Hepatocellular carcinoma (HCC) is the most common primary malignant tumor in the liver and the second leading cause of cancer-related death worldwide. The collaborative function between Nucleostemin (NS) and STAT3 has been reported but not well studied in HCC. Here, we found a significant correlation between NS expression and STAT3 phosphorylation, not only in HCC cancers but also in HCC tissues. Patients with high expression of both NS and p-STAT3 show a very poor survival rate. High expression of both NS and p-STAT3 is also associated with tumor size and microvascular invasion. Knocking down the expression of NS greatly reduces the phosphorylation of STAT3. Conversely, overexpression of NS significantly promotes STAT3 phosphorylation.
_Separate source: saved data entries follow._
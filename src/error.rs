use std::io;

use thiserror::Error;

use crate::types::events::EventKind;

/// Failures that end the poll loop
#[derive(Debug, Error)]
pub enum BridgeError {
    /// The virtual device rejected a write; it is assumed gone
    #[error("failed to write {kind} event (code {code:#x}) to the virtual device: {source}")]
    Emit {
        kind: EventKind,
        code: u16,
        #[source]
        source: io::Error,
    },

    #[error("MIDI source failed {count} times in a row: {source}")]
    SourceFailed {
        count: u32,
        #[source]
        source: io::Error,
    },
}
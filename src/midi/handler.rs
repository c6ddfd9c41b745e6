use std::io;

use anyhow::{anyhow, Result};
use crossbeam_channel::{Receiver, TryRecvError};
use midir::{MidiInput, MidiInputConnection, MidiOutput, MidiOutputConnection};
use tracing::{info, warn};

use super::message::RawMessage;
use super::source::MidiSource;

const CLIENT_NAME: &str = "midi-joy";

/// MIDI input port opened through midir (ALSA sequencer on Linux)
///
/// midir delivers messages on its own thread; they are handed over through a
/// channel so `poll` stays non-blocking.
pub struct MidiPortSource {
    _connection: MidiInputConnection<()>,
    messages: Receiver<RawMessage>,
    output: Option<MidiOutputConnection>,
}

impl MidiPortSource {
    /// Connect to the input port matching `search` (index or name substring)
    /// and, if one exists, to the output port matching the same search
    pub fn connect(search: &str) -> Result<Self> {
        let midi_in = MidiInput::new("midi-joy-input")?;
        let ports = midi_in.ports();
        let names: Vec<String> = ports
            .iter()
            .map(|p| midi_in.port_name(p).unwrap_or_else(|_| "Unknown".to_string()))
            .collect();

        let index = find_port(&names, search)?;
        info!("Connecting to MIDI port: {}", names[index]);

        let (tx, messages) = crossbeam_channel::unbounded();
        let connection = midi_in
            .connect(
                &ports[index],
                CLIENT_NAME,
                move |_timestamp, bytes, _| {
                    if let Some(message) = to_raw(bytes) {
                        // Receiver only goes away at shutdown
                        let _ = tx.try_send(message);
                    }
                },
                (),
            )
            .map_err(|e| anyhow!("Failed to connect to MIDI port: {}", e))?;

        let output = match connect_output(search) {
            Ok(output) => Some(output),
            Err(e) => {
                warn!("No MIDI output for '{}': {:#}", search, e);
                None
            }
        };

        Ok(Self {
            _connection: connection,
            messages,
            output,
        })
    }

    /// List all available MIDI input ports
    pub fn list_devices() -> Result<Vec<String>> {
        let midi_in = MidiInput::new("midi-joy-list")?;
        let ports = midi_in.ports();

        let mut devices = Vec::new();
        for port in ports.iter() {
            if let Ok(name) = midi_in.port_name(port) {
                devices.push(name);
            }
        }

        Ok(devices)
    }
}

impl MidiSource for MidiPortSource {
    fn poll(&mut self) -> io::Result<Option<RawMessage>> {
        match self.messages.try_recv() {
            Ok(message) => Ok(Some(message)),
            Err(TryRecvError::Empty) => Ok(None),
            Err(TryRecvError::Disconnected) => Err(io::Error::new(
                io::ErrorKind::BrokenPipe,
                "MIDI input connection closed",
            )),
        }
    }

    fn send(&mut self, bytes: &[u8]) -> io::Result<()> {
        match self.output.as_mut() {
            Some(output) => output.send(bytes).map_err(io::Error::other),
            None => Ok(()),
        }
    }
}

fn connect_output(search: &str) -> Result<MidiOutputConnection> {
    let midi_out = MidiOutput::new("midi-joy-output")?;
    let ports = midi_out.ports();
    let names: Vec<String> = ports
        .iter()
        .map(|p| midi_out.port_name(p).unwrap_or_else(|_| "Unknown".to_string()))
        .collect();

    let index = find_port(&names, search)?;
    midi_out
        .connect(&ports[index], CLIENT_NAME)
        .map_err(|e| anyhow!("Failed to connect to MIDI output port: {}", e))
}

/// Copy the first three bytes of a message, zero padded
fn to_raw(bytes: &[u8]) -> Option<RawMessage> {
    if bytes.is_empty() {
        return None;
    }
    let mut message = [0u8; 3];
    let n = bytes.len().min(message.len());
    message[..n].copy_from_slice(&bytes[..n]);
    Some(message)
}

/// Find a port index by number or case-insensitive name substring
pub fn find_port(names: &[String], search: &str) -> Result<usize> {
    if names.is_empty() {
        return Err(anyhow!("No MIDI ports found"));
    }

    // Try to parse as index first
    if let Ok(index) = search.parse::<usize>() {
        if index < names.len() {
            return Ok(index);
        } else {
            return Err(anyhow!(
                "MIDI port index {} out of range (0-{})",
                index,
                names.len() - 1
            ));
        }
    }

    let search_lower = search.to_lowercase();
    names
        .iter()
        .position(|name| name.to_lowercase().contains(&search_lower))
        .ok_or_else(|| anyhow!("MIDI port '{}' not found", search))
}

#[cfg(test)]
mod tests {
    use super::*;

    fn names() -> Vec<String> {
        vec![
            "Midi Through:Midi Through Port-0 14:0".to_string(),
            "Launch Control XL:Launch Control XL MIDI 1 20:0".to_string(),
        ]
    }

    #[test]
    fn test_find_port_by_index() {
        assert_eq!(find_port(&names(), "1").unwrap(), 1);
        assert!(find_port(&names(), "2").is_err());
    }

    #[test]
    fn test_find_port_by_name() {
        assert_eq!(find_port(&names(), "launch control").unwrap(), 1);
        assert!(find_port(&names(), "nanokontrol").is_err());
        assert!(find_port(&[], "0").is_err());
    }

    #[test]
    fn test_to_raw_pads_short_messages() {
        assert_eq!(to_raw(&[0xC0, 5]), Some([0xC0, 5, 0]));
        assert_eq!(to_raw(&[0x90, 41, 127, 0x00]), Some([0x90, 41, 127]));
        assert_eq!(to_raw(&[]), None);
    }
}
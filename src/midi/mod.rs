pub mod handler;
pub mod message;
pub mod source;

pub use handler::MidiPortSource;
pub use message::{MidiMessage, RawMessage};
pub use source::{DeviceFileSource, MidiSource};
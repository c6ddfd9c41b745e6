use super::bank::Bank;

/// Index into a code table
pub type LogicalIndex = usize;

/// Maps the inclusive input band `first..=last` onto consecutive logical
/// indices starting at `index`
#[derive(Debug, Clone, Copy, PartialEq, Eq)]
pub struct RangeRule {
    pub first: u8,
    pub last: u8,
    pub index: LogicalIndex,
}

impl RangeRule {
    pub fn new(first: u8, last: u8, index: LogicalIndex) -> Self {
        Self { first, last, index }
    }

    fn contains(&self, input: u8) -> bool {
        (self.first..=self.last).contains(&input)
    }

    /// Largest index this rule yields in bank 0, `None` on overflow
    pub fn max_index(&self) -> Option<LogicalIndex> {
        self.index
            .checked_add(self.last.saturating_sub(self.first) as LogicalIndex)
    }

    pub fn overlaps(&self, other: &RangeRule) -> bool {
        self.first <= other.last && other.first <= self.last
    }
}

/// A rule's index plus its bank offset does not fit in a `LogicalIndex`
#[derive(Debug, Clone, Copy, PartialEq, Eq, thiserror::Error)]
#[error("logical index overflows")]
pub struct IndexOverflow;

/// Piecewise mapping from a note or controller number to a logical index
///
/// `index = rule.index + (input - rule.first) + bank * stride` for the
/// first rule whose band contains `input`.
#[derive(Debug, Clone, PartialEq, Eq)]
pub struct RangeMapper {
    rules: Vec<RangeRule>,
    stride: usize,
}

impl RangeMapper {
    pub fn new(rules: Vec<RangeRule>, stride: usize) -> Self {
        Self { rules, stride }
    }

    pub fn map(&self, input: u8, bank: Bank) -> Option<LogicalIndex> {
        let rule = self.rules.iter().find(|rule| rule.contains(input))?;
        self.offset(bank)?
            .checked_add(rule.index)?
            .checked_add((input - rule.first) as LogicalIndex)
    }

    /// First index of `bank`
    fn offset(&self, bank: Bank) -> Option<LogicalIndex> {
        (bank as usize).checked_mul(self.stride)
    }

    /// Largest index reachable with `banks` banks
    ///
    /// `Ok(None)` without rules. Every index `map` can return for a bank
    /// below `banks` is at most this value.
    pub fn max_index(&self, banks: u16) -> Result<Option<LogicalIndex>, IndexOverflow> {
        let top_bank = banks.max(1) - 1;
        let mut max: Option<LogicalIndex> = None;
        for rule in &self.rules {
            let index = self
                .offset(top_bank)
                .and_then(|offset| offset.checked_add(rule.max_index()?))
                .ok_or(IndexOverflow)?;
            max = max.max(Some(index));
        }
        Ok(max)
    }
}

#[cfg(test)]
mod tests {
    use super::*;

    fn banded() -> RangeMapper {
        RangeMapper::new(
            vec![RangeRule::new(41, 44, 0), RangeRule::new(57, 60, 4)],
            24,
        )
    }

    #[test]
    fn test_map_inside_bands() {
        let mapper = banded();
        assert_eq!(mapper.map(41, 0), Some(0));
        assert_eq!(mapper.map(44, 0), Some(3));
        assert_eq!(mapper.map(57, 0), Some(4));
        assert_eq!(mapper.map(60, 1), Some(31));
    }

    #[test]
    fn test_map_outside_bands() {
        let mapper = banded();
        for input in [0, 40, 45, 56, 61, 127] {
            assert_eq!(mapper.map(input, 0), None);
        }
    }

    #[test]
    fn test_single_rules_form_flat_table() {
        let mapper = RangeMapper::new(vec![RangeRule::new(1, 1, 0), RangeRule::new(7, 7, 1)], 0);
        assert_eq!(mapper.map(1, 0), Some(0));
        assert_eq!(mapper.map(7, 0), Some(1));
        assert_eq!(mapper.map(2, 0), None);
    }

    #[test]
    fn test_max_index() {
        let mapper = banded();
        assert_eq!(mapper.max_index(1), Ok(Some(7)));
        assert_eq!(mapper.max_index(2), Ok(Some(31)));
        assert_eq!(RangeMapper::new(Vec::new(), 24).max_index(1), Ok(None));
    }

    #[test]
    fn test_huge_stride_overflows() {
        let mapper = RangeMapper::new(vec![RangeRule::new(60, 60, 1)], usize::MAX);
        assert_eq!(mapper.max_index(2), Err(IndexOverflow));
        // One bank never multiplies the stride
        assert_eq!(mapper.max_index(1), Ok(Some(1)));
        assert_eq!(mapper.map(60, 0), Some(1));
        assert_eq!(mapper.map(60, 1), None);
    }

    #[test]
    fn test_huge_index_overflows() {
        let mapper = RangeMapper::new(vec![RangeRule::new(10, 20, usize::MAX - 5)], 0);
        assert_eq!(mapper.max_index(1), Err(IndexOverflow));
        assert_eq!(mapper.map(15, 0), Some(usize::MAX));
        assert_eq!(mapper.map(16, 0), None);
    }

    #[test]
    fn test_overlaps() {
        let a = RangeRule::new(10, 20, 0);
        assert!(a.overlaps(&RangeRule::new(20, 25, 0)));
        assert!(a.overlaps(&RangeRule::new(15, 15, 0)));
        assert!(!a.overlaps(&RangeRule::new(21, 30, 0)));
    }
}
NS and p-STAT3 are located in the nucleus and physiologically interact with each other. Furthermore, NS greatly enhances cell migration and invasion by promoting the epithelial-mesenchymal transition (EMT). NS also supports cell proliferation and colony formation. The importance of NS in HCC was further demonstrated by evaluating tumor formation in vivo. Therefore, we demonstrate a critical collaborative function between NS and STAT3 in HCC, providing an invaluable insight into the mechanism of HCC. The concomitant expression of NS and p-STAT3 might be a potential prognostic indicator and therapeutic target in patients with HCC.